# Right reversibility of submonoids of nilpotent groups

Let $G$ be a finitely generated group (optionally torsion-free). Let $N$ be a submonoid of $G$ (that is, a subsemigroup with $1$).

A (cancellative) monoid/semigroup $S$ is right reversible if for all $a,b \in S$, it follows that $Sa \cap Sb \neq\emptyset$. This is the Ore condition for semigroups, and allows one to invert the elements of $S$ so that the set of products, $S\cdot S^{-1}$, is a group.

Suppose that $G$ is nilpotent. Does it follow that every submonoid $N$ is right reversible?

What are the right conditions on $G$ to guarantee this property?

Something like nilpotent by finite comes to mind, since this implies the group ring ${\bf Z} G$ is Goldie. Obviously, this is a strong condition on $G$, since it fails for large classes of groups, e.g., those containing a non-abelian free group, or probably, those for which the group ring is not Goldie.

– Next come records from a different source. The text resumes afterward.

//! Core report types for sosreport.
//!
//! A [`Report`] is the single persisted record of one SOS submission. Its
//! serialized form is the document body written to the store, so field
//! names follow the wire names (`callTime`, `voiceNote`, `images`, ...).

use chrono::{DateTime, SecondsFormat, Utc};
use serde::{Deserialize, Serialize};

/// The category of emergency being reported.
#[derive(Debug, Clone, Copy, PartialEq, Eq, Hash, Default, Serialize, Deserialize)]
#[serde(rename_all = "snake_case")]
pub enum DistressType {
    /// Medical emergency.
    #[default]
    Medical,
    /// Threat to personal safety.
    Security,
    /// Fire.
    Fire,
    /// Anything else, including values this build does not know.
    #[serde(other)]
    Other,
}

impl std::fmt::Display for DistressType {
    fn fmt(&self, f: &mut std::fmt::Formatter<'_>) -> std::fmt::Result {
        match self {
            Self::Medical => write!(f, "medical"),
            Self::Security => write!(f, "security"),
            Self::Fire => write!(f, "fire"),
            Self::Other => write!(f, "other"),
        }
    }
}

/// A resolved device position.
#[derive(Debug, Clone, Copy, PartialEq, Serialize, Deserialize)]
pub struct Location {
    /// Degrees north of the equator.
    pub latitude: f64,
    /// Degrees east of Greenwich.
    pub longitude: f64,
}

impl Location {
    /// Create a location from a coordinate pair.
    #[must_use]
    pub fn new(latitude: f64, longitude: f64) -> Self {
        Self {
            latitude,
            longitude,
        }
    }

    /// Whether both coordinates are finite and within range.
    #[must_use]
    pub fn is_valid(&self) -> bool {
        self.latitude.is_finite()
            && self.longitude.is_finite()
            && (-90.0..=90.0).contains(&self.latitude)
            && (-180.0..=180.0).contains(&self.longitude)
    }
}

/// One SOS submission.
#[derive(Debug, Clone, PartialEq, Serialize, Deserialize)]
#[serde(rename_all = "camelCase")]
pub struct Report {
    /// Document identifier (assigned by the document store).
    #[serde(skip)]
    pub id: Option<String>,

    /// When the user pressed send.
    #[serde(with = "iso_millis")]
    pub call_time: DateTime<Utc>,

    /// Where the device was at submission time.
    pub location: Location,

    /// Free-text caller name.
    pub caller_name: String,

    /// Free-text caller phone number.
    pub caller_number: String,

    /// Selected emergency category.
    pub distress_type: DistressType,

    /// Fixed dispatch message.
    pub message: String,

    /// Download URL of the recorded voice note.
    pub voice_note: Option<String>,

    /// Download URLs of the attached images, in selection order.
    /// A `None` slot marks a file whose upload failed.
    #[serde(default)]
    pub images: Vec<Option<String>>,
}

impl Report {
    /// The call time in the wire format (`2023-05-26T12:00:00.000Z`).
    #[must_use]
    pub fn call_time_iso(&self) -> String {
        format_timestamp(self.call_time)
    }

    /// Whether a voice note is attached.
    #[must_use]
    pub fn has_voice_note(&self) -> bool {
        self.voice_note.is_some()
    }

    /// Number of image uploads that failed.
    #[must_use]
    pub fn missing_images(&self) -> usize {
        self.images.iter().filter(|url| url.is_none()).count()
    }

    /// Return the same report tagged with a store identifier.
    #[must_use]
    pub fn with_id(mut self, id: impl Into<String>) -> Self {
        self.id = Some(id.into());
        self
    }
}

/// Format a timestamp the way reports and blob keys carry it.
#[must_use]
pub fn format_timestamp(at: DateTime<Utc>) -> String {
    at.to_rfc3339_opts(SecondsFormat::Millis, true)
}

/// Serde adapter for millisecond ISO-8601 timestamps.
///
/// A fixed width keeps lexicographic order equal to chronological order,
/// which the stores rely on when sorting by `callTime`.
pub(crate) mod iso_millis {
    use chrono::{DateTime, Utc};
    use serde::{Deserialize, Deserializer, Serializer};

    pub fn serialize<S: Serializer>(at: &DateTime<Utc>, serializer: S) -> Result<S::Ok, S::Error> {
        serializer.serialize_str(&super::format_timestamp(*at))
    }

    pub fn deserialize<'de, D: Deserializer<'de>>(deserializer: D) -> Result<DateTime<Utc>, D::Error> {
        let raw = String::deserialize(deserializer)?;
        DateTime::parse_from_rfc3339(&raw)
            .map(|dt| dt.with_timezone(&Utc))
            .map_err(serde::de::Error::custom)
    }
}

#[cfg(test)]
mod tests {
    use super::*;
    use chrono::TimeZone;

    fn sample() -> Report {
        Report {
            id: None,
            call_time: Utc.with_ymd_and_hms(2023, 5, 26, 12, 0, 0).unwrap(),
            location: Location::new(50.0, 50.0),
            caller_name: "John Doe".to_string(),
            caller_number: "1234567890".to_string(),
            distress_type: DistressType::Medical,
            message: "This is an SOS, please help".to_string(),
            voice_note: None,
            images: vec![Some("https://example.com/image1.png".to_string())],
        }
    }

    #[test]
    fn test_distress_type_display() {
        assert_eq!(DistressType::Medical.to_string(), "medical");
        assert_eq!(DistressType::Security.to_string(), "security");
        assert_eq!(DistressType::Fire.to_string(), "fire");
        assert_eq!(DistressType::Other.to_string(), "other");
    }

    #[test]
    fn test_unknown_distress_type_reads_as_other() {
        let parsed: DistressType = serde_json::from_str("\"flood\"").unwrap();
        assert_eq!(parsed, DistressType::Other);
    }

    #[test]
    fn test_location_validity() {
        assert!(Location::new(50.0, 50.0).is_valid());
        assert!(Location::new(-90.0, 180.0).is_valid());
        assert!(!Location::new(91.0, 0.0).is_valid());
        assert!(!Location::new(0.0, -180.5).is_valid());
        assert!(!Location::new(f64::NAN, 0.0).is_valid());
    }

    #[test]
    fn test_report_wire_field_names() {
        let json = serde_json::to_value(sample()).unwrap();
        assert_eq!(json["callTime"], "2023-05-26T12:00:00.000Z");
        assert_eq!(json["callerName"], "John Doe");
        assert_eq!(json["callerNumber"], "1234567890");
        assert_eq!(json["distressType"], "medical");
        assert_eq!(json["location"]["latitude"], 50.0);
        assert!(json["voiceNote"].is_null());
        assert_eq!(json["images"][0], "https://example.com/image1.png");
        assert!(json.get("id").is_none());
    }

    #[test]
    fn test_report_reads_plain_iso_time() {
        let json = serde_json::json!({
            "callTime": "2023-05-26T12:00:00Z",
            "location": {"latitude": 50, "longitude": 50},
            "callerName": "John Doe",
            "callerNumber": "1234567890",
            "distressType": "medical",
            "message": "This is an SOS, please help",
            "voiceNote": "https://example.com/audio.wav",
            "images": ["https://example.com/image1.png", null]
        });
        let report: Report = serde_json::from_value(json).unwrap();
        assert_eq!(report.call_time, sample().call_time);
        assert!(report.has_voice_note());
        assert_eq!(report.missing_images(), 1);
        assert_eq!(report.location, Location::new(50.0, 50.0));
    }

    #[test]
    fn test_with_id() {
        let report = sample().with_id("abc");
        assert_eq!(report.id.as_deref(), Some("abc"));
    }

    #[test]
    fn test_call_time_iso() {
        assert_eq!(sample().call_time_iso(), "2023-05-26T12:00:00.000Z");
    }
}
//! Backend abstraction for reports and media.
//!
//! The flows talk to two stores through narrow traits:
//!
//! - [`DocumentStore`]: create-only writes and an ordered bulk read of
//!   report documents.
//! - [`BlobStore`]: keyed binary uploads that yield a download URL.
//!
//! Implementations live in [`memory`], [`firebase`] and
//! [`crate::storage`] (the local SQLite/filesystem backend).

pub mod firebase;
pub mod memory;

use std::sync::Arc;

use tracing::debug;

use crate::config::{BackendKind, Config};
use crate::error::Result;
use crate::report::Report;
use crate::storage::{DirectoryBlobStore, Storage};

pub use memory::{MemoryBlobStore, MemoryDocumentStore};

/// A query-capable store of report documents.
#[async_trait::async_trait]
pub trait DocumentStore: Send + Sync {
    /// Name of this backend (for logging).
    fn name(&self) -> &'static str;

    /// Create a new document in `collection`, returning its identifier.
    ///
    /// # Errors
    ///
    /// Returns [`crate::Error::Write`] if the store rejects the document.
    async fn create(&self, collection: &str, report: &Report) -> Result<String>;

    /// Fetch every document in `collection`, newest `callTime` first.
    ///
    /// # Errors
    ///
    /// Returns [`crate::Error::Read`] if the query fails.
    async fn list_newest_first(&self, collection: &str) -> Result<Vec<Report>>;
}

/// Keyed storage for binary media.
#[async_trait::async_trait]
pub trait BlobStore: Send + Sync {
    /// Name of this backend (for logging).
    fn name(&self) -> &'static str;

    /// Store `bytes` under `key` and return a URL that resolves to them.
    ///
    /// # Errors
    ///
    /// Returns [`crate::Error::Upload`] if the upload fails.
    async fn upload(&self, key: &str, bytes: &[u8], content_type: &str) -> Result<String>;
}

/// The pair of stores a command works against.
#[derive(Clone)]
pub struct Backends {
    /// Report documents.
    pub documents: Arc<dyn DocumentStore>,
    /// Media blobs.
    pub blobs: Arc<dyn BlobStore>,
}

impl std::fmt::Debug for Backends {
    fn fmt(&self, f: &mut std::fmt::Formatter<'_>) -> std::fmt::Result {
        f.debug_struct("Backends")
            .field("documents", &self.documents.name())
            .field("blobs", &self.blobs.name())
            .finish()
    }
}

impl Backends {
    /// Build the backends selected by `config`.
    ///
    /// # Errors
    ///
    /// Returns an error if the local database cannot be opened or the HTTP
    /// client cannot be built.
    pub fn from_config(config: &Config) -> Result<Self> {
        debug!("Using {} backend", config.backend.kind);
        let backends = match config.backend.kind {
            BackendKind::Local => Self {
                documents: Arc::new(Storage::open(config.database_path())?),
                blobs: Arc::new(DirectoryBlobStore::new(config.blob_dir())),
            },
            BackendKind::Firebase => {
                let client = firebase::FirebaseClient::new(&config.backend.firebase)?;
                Self {
                    documents: Arc::new(firebase::FirestoreDocuments::new(client.clone())),
                    blobs: Arc::new(firebase::FirebaseStorage::new(client)),
                }
            }
            BackendKind::Memory => Self::in_memory(),
        };
        Ok(backends)
    }

    /// Fresh in-process stores.
    #[must_use]
    pub fn in_memory() -> Self {
        Self {
            documents: Arc::new(MemoryDocumentStore::new()),
            blobs: Arc::new(MemoryBlobStore::new()),
        }
    }
}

The question arose from a study of random walks on discrete groups, related to the boundary of one of the usual boundaries. It is a little too complicated to explain the connections here.

It follows from Lemma 2 in Grigorchuk's https://page-one.live.cf.public.springer.com/pdf/preview/10.1007/BF01138837 that all subsemigroups of a group $G$ are right reversible iff it contains no free semigroup on 2 generators.
A free subsemigroup is not right reversible. Conversely suppose $S$ is not right reversible (say $aS\cap bS=\emptyset$, note for me right reversible is dual to the OP's definition). Then observe that $a,b$ generate a free subsemigroup. For words beginning with distinct letters are not equal and if they begin with the same letter you can cancel it to get a shorter relation.